#### RECORDS FOR THE TASK
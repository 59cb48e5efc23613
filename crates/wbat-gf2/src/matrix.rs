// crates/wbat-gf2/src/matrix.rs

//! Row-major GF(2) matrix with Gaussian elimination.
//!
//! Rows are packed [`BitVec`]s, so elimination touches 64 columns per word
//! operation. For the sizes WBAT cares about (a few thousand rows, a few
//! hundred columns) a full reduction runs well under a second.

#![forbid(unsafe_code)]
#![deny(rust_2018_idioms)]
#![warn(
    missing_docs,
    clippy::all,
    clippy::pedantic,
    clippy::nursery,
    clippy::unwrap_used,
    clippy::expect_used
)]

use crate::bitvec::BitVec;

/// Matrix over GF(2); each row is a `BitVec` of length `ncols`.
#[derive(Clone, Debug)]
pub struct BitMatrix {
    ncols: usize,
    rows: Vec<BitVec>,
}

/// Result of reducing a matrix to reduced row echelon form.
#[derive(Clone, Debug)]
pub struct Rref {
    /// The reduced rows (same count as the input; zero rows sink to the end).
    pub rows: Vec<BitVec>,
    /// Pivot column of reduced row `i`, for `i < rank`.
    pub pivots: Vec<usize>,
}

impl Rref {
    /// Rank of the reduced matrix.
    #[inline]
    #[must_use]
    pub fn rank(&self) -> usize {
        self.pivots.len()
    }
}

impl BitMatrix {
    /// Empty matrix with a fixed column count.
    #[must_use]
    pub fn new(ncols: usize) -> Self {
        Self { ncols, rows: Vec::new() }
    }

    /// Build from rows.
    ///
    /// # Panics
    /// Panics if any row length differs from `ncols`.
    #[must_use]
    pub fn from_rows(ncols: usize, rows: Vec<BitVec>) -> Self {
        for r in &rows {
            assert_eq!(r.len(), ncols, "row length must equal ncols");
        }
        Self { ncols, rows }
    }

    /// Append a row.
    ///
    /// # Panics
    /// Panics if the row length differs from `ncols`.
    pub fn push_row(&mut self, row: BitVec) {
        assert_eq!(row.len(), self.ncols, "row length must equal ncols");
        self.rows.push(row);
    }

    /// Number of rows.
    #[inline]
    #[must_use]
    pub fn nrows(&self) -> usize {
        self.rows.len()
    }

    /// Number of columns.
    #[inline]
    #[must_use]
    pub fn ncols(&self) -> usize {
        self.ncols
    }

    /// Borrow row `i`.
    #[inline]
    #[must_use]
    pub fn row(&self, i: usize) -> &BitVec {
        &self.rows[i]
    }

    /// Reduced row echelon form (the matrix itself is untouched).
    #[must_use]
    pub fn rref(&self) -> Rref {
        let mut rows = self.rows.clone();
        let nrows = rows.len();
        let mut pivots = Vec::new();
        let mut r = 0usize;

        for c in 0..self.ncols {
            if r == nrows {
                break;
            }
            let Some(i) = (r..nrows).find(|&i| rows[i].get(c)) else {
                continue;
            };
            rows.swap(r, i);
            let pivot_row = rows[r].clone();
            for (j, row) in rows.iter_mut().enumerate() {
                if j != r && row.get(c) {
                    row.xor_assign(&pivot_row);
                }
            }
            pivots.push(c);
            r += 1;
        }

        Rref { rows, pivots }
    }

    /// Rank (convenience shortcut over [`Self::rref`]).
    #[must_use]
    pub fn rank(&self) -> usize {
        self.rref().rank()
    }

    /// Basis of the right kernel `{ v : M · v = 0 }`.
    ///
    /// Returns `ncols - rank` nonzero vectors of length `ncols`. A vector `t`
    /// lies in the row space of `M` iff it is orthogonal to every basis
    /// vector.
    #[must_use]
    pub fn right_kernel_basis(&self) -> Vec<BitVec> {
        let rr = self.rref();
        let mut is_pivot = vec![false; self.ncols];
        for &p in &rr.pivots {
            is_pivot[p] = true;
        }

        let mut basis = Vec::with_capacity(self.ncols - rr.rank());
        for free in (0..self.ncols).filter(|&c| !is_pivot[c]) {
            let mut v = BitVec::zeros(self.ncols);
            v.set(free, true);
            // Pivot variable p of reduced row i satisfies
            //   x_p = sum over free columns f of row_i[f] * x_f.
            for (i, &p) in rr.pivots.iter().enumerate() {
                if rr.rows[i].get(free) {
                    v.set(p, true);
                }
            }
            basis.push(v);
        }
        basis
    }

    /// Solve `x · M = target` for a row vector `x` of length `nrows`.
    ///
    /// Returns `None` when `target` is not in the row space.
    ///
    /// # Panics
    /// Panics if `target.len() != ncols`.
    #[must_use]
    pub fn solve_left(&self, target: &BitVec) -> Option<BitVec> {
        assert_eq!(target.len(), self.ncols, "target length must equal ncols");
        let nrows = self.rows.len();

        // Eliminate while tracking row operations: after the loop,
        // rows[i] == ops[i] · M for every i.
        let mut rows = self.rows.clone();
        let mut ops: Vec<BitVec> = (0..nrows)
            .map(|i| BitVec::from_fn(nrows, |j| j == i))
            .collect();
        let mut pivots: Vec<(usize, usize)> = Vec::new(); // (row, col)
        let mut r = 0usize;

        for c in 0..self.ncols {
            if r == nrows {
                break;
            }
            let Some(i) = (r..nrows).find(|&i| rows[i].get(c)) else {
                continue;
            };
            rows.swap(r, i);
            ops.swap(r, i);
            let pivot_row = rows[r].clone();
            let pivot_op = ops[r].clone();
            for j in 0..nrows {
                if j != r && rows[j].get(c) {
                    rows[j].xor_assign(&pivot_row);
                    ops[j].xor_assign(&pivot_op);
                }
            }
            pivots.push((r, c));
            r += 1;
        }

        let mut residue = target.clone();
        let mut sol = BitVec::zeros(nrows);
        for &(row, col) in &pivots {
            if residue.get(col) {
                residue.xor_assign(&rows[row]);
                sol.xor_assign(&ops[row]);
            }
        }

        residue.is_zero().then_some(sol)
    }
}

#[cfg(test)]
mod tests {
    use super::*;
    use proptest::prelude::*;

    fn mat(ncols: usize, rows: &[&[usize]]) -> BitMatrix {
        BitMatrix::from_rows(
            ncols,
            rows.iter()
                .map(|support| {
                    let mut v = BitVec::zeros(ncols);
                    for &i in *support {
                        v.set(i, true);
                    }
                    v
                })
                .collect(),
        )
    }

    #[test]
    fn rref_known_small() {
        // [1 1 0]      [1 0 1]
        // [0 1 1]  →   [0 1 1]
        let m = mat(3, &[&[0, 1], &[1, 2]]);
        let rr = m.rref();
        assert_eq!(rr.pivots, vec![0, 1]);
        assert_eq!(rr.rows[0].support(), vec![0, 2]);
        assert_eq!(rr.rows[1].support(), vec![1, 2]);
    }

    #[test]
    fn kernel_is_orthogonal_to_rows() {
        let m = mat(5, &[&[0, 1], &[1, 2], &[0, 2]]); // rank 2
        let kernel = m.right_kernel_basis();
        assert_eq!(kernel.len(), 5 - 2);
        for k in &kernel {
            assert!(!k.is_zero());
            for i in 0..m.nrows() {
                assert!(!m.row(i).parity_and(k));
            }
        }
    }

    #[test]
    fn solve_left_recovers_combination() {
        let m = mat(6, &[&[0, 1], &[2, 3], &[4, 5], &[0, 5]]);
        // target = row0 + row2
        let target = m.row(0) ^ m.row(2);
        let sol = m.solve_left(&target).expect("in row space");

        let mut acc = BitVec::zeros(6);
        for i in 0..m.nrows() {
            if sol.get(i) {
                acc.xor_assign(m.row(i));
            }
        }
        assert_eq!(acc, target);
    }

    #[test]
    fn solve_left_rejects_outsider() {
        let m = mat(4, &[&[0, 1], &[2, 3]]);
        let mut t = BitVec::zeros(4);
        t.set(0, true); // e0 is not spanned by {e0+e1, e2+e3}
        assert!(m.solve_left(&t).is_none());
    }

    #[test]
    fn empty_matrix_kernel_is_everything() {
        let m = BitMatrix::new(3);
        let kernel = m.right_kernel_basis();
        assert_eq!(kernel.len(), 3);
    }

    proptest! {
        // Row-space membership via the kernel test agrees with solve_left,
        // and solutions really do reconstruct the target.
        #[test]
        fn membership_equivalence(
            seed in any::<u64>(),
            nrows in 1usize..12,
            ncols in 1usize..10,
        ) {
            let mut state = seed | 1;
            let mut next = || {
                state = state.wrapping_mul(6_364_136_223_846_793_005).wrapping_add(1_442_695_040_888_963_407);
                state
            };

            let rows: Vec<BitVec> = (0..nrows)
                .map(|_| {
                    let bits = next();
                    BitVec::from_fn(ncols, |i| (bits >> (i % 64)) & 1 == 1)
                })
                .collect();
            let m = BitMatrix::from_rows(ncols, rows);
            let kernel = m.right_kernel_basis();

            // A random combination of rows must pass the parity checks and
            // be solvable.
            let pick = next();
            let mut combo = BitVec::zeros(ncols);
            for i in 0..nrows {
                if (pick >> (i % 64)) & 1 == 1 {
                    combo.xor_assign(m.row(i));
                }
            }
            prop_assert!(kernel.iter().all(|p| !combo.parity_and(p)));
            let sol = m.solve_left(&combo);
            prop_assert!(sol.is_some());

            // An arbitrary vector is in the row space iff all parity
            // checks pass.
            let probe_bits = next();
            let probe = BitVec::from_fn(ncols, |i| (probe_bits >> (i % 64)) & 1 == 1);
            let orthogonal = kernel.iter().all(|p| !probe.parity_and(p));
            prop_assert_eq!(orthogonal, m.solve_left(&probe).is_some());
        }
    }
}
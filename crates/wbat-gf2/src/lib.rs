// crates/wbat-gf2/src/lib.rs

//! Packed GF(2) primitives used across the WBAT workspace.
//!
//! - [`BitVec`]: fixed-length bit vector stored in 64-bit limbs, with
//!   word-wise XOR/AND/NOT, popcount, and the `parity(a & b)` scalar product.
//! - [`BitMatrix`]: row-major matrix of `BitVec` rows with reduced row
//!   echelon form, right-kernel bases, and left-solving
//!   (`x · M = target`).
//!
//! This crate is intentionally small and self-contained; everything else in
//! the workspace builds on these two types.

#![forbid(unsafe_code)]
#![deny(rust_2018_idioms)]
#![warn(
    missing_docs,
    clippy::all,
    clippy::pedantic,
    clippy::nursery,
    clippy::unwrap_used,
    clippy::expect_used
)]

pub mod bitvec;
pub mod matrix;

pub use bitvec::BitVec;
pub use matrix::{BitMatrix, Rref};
---
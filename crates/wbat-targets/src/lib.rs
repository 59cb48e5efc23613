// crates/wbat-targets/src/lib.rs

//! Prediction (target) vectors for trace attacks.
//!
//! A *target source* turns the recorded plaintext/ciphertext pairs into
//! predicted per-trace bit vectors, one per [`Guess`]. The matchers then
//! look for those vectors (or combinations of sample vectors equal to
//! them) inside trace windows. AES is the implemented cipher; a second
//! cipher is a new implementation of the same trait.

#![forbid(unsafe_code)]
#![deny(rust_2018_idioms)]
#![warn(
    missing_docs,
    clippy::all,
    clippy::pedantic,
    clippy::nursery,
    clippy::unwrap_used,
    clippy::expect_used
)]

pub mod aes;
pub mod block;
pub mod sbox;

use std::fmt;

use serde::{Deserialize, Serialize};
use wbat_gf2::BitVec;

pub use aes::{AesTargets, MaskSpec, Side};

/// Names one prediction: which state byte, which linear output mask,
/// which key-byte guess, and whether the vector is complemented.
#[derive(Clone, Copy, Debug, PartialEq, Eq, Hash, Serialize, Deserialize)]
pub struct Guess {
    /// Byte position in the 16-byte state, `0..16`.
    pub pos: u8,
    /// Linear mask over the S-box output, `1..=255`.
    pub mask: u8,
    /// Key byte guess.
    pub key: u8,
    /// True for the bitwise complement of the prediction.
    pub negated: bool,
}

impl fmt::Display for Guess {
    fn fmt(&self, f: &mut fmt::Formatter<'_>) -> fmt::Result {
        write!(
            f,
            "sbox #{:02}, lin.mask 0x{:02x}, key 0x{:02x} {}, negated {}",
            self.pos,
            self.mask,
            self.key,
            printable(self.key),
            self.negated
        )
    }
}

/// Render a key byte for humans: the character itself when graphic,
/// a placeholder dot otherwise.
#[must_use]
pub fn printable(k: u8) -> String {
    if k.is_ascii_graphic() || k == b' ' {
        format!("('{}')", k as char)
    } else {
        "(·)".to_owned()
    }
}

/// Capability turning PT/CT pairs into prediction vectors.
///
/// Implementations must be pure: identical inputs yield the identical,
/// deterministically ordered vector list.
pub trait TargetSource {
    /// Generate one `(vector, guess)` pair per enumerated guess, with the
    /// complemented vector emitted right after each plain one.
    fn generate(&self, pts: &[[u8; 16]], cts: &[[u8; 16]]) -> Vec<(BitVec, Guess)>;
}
--
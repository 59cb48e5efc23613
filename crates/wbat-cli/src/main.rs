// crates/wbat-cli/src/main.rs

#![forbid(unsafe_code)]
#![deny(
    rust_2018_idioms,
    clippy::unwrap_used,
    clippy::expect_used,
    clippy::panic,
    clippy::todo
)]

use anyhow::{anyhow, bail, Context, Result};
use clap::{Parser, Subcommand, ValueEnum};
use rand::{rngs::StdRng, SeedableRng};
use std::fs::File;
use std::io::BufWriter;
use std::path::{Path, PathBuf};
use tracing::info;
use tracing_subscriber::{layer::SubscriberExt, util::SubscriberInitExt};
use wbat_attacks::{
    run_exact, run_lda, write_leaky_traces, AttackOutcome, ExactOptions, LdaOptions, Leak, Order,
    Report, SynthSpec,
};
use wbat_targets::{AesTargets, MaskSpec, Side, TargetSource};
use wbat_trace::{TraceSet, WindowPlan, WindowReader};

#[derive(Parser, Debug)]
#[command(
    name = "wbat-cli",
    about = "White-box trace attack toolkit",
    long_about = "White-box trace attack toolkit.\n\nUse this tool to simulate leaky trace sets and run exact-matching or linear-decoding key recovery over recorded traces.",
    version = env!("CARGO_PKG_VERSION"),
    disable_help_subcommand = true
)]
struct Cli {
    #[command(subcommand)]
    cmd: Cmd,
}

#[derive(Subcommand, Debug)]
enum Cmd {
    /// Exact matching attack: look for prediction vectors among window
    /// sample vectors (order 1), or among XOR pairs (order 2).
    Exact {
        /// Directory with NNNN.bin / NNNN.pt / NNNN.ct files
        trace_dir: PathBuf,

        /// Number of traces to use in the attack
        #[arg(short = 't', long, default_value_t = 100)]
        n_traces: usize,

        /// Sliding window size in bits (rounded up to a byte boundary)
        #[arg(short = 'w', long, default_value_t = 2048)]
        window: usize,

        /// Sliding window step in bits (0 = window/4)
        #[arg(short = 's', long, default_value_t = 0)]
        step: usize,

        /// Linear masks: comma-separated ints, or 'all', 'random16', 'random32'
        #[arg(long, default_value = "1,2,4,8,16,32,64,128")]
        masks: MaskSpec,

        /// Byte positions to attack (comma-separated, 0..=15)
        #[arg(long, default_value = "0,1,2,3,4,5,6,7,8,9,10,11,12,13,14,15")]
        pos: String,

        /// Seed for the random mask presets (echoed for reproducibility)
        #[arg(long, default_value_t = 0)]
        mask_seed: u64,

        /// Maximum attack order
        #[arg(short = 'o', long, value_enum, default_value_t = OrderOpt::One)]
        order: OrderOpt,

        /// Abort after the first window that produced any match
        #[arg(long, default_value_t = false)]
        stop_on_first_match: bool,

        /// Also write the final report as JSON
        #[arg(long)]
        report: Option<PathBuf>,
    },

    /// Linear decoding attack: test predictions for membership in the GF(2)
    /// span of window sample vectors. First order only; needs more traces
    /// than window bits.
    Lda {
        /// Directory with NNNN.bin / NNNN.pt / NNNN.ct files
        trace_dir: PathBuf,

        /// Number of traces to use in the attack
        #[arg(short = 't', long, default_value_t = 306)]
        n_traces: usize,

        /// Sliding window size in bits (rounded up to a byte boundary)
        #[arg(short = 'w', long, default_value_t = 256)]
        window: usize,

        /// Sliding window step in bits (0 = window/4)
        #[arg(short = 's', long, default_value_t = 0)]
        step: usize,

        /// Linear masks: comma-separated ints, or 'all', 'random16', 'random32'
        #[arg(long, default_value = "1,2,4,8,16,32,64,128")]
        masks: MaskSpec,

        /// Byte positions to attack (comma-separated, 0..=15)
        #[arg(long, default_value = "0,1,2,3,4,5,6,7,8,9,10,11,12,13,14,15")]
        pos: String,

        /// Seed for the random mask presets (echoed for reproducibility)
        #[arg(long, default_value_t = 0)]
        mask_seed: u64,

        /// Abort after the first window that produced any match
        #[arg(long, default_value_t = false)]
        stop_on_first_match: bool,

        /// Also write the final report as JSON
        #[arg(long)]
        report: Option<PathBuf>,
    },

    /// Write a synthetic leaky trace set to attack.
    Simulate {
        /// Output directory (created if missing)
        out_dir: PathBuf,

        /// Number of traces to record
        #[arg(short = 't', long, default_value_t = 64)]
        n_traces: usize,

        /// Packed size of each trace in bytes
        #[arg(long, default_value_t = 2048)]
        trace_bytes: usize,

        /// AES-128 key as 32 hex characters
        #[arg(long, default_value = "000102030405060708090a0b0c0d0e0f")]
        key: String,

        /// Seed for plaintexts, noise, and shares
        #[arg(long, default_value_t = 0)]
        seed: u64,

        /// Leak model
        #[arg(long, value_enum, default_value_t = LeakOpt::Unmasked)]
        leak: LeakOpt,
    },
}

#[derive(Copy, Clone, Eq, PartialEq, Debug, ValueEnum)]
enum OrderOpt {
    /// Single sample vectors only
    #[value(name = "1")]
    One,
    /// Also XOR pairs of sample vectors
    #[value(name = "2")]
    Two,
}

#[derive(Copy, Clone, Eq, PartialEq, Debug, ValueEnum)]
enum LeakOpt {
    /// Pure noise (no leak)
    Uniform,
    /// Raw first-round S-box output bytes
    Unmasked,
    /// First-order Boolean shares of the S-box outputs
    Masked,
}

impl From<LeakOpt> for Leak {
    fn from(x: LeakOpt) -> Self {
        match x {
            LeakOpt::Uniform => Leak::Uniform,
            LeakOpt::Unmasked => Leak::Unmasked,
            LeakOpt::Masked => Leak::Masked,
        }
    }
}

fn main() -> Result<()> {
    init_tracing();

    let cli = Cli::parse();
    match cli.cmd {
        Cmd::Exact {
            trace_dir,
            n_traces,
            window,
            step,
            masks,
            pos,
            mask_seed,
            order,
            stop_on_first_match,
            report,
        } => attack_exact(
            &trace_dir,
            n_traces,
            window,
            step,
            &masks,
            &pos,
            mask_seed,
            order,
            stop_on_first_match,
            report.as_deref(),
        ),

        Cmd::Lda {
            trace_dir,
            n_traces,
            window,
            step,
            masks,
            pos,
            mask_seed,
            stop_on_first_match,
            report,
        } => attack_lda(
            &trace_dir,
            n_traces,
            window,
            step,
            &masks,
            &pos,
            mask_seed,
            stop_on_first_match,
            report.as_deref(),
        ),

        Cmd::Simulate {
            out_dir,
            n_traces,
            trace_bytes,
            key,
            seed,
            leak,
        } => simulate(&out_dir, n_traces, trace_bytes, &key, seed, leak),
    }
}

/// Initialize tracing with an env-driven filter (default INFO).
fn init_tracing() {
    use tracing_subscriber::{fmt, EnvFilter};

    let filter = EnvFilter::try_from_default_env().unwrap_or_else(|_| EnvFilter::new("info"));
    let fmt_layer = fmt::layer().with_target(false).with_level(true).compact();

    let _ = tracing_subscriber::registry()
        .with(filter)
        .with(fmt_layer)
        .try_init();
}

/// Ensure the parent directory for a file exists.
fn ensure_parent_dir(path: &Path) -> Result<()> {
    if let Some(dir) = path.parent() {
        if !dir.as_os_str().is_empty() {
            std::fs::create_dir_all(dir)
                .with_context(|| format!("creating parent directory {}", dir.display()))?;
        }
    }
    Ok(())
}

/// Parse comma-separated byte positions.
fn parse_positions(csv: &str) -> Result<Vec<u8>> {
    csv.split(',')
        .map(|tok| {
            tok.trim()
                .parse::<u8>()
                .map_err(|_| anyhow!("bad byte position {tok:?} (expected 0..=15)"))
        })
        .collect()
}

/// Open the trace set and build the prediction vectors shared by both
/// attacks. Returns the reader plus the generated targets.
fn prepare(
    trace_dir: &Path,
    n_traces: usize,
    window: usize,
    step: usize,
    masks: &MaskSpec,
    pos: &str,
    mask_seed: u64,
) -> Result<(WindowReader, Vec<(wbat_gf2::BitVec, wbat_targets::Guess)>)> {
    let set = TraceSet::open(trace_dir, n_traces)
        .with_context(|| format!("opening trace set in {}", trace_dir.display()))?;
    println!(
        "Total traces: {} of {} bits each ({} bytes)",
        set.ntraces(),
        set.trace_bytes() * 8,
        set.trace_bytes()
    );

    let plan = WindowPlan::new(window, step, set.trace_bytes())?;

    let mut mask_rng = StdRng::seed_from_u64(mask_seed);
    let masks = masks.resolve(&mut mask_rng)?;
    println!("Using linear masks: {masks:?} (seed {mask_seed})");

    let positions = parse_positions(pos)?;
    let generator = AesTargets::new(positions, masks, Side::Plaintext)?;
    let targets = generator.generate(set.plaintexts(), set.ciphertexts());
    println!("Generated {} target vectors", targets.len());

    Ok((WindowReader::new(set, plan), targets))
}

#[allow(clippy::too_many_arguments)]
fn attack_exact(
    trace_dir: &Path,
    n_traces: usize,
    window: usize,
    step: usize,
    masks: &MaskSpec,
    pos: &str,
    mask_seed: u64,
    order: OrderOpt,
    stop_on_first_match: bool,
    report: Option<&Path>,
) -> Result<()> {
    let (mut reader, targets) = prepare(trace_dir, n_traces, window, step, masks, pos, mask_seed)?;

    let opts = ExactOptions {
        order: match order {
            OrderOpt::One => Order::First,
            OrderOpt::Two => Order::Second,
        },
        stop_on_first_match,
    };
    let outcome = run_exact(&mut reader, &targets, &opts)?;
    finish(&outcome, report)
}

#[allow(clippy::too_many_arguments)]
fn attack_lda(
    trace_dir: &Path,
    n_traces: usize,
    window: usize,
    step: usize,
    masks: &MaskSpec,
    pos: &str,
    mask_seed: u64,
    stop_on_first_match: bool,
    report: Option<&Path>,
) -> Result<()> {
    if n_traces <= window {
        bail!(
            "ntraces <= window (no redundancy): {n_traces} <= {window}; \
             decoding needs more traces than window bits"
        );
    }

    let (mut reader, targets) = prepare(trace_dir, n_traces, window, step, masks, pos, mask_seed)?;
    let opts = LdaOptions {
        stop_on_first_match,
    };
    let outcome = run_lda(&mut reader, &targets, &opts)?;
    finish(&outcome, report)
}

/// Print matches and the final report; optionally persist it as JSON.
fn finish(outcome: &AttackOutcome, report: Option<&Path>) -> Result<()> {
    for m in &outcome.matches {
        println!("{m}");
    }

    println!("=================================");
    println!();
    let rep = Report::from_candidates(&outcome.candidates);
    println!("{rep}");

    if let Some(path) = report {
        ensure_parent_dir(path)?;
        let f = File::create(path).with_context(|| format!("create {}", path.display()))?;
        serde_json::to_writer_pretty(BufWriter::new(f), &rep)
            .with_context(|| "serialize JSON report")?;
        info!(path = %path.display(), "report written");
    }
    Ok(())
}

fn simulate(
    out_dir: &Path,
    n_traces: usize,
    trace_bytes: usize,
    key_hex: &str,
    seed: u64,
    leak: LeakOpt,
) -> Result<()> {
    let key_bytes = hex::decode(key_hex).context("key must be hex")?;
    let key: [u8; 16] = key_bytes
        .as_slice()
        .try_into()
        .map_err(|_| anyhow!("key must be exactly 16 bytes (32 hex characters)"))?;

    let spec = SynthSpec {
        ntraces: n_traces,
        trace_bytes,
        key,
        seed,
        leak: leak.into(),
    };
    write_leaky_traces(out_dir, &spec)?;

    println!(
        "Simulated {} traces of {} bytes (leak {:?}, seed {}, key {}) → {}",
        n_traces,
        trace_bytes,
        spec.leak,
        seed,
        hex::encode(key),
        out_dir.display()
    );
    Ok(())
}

#### TASK BRIEF
Scan the entries for lines with the string "Deserialize". Report only how many there are.

#### RESULT OF THE TASK
2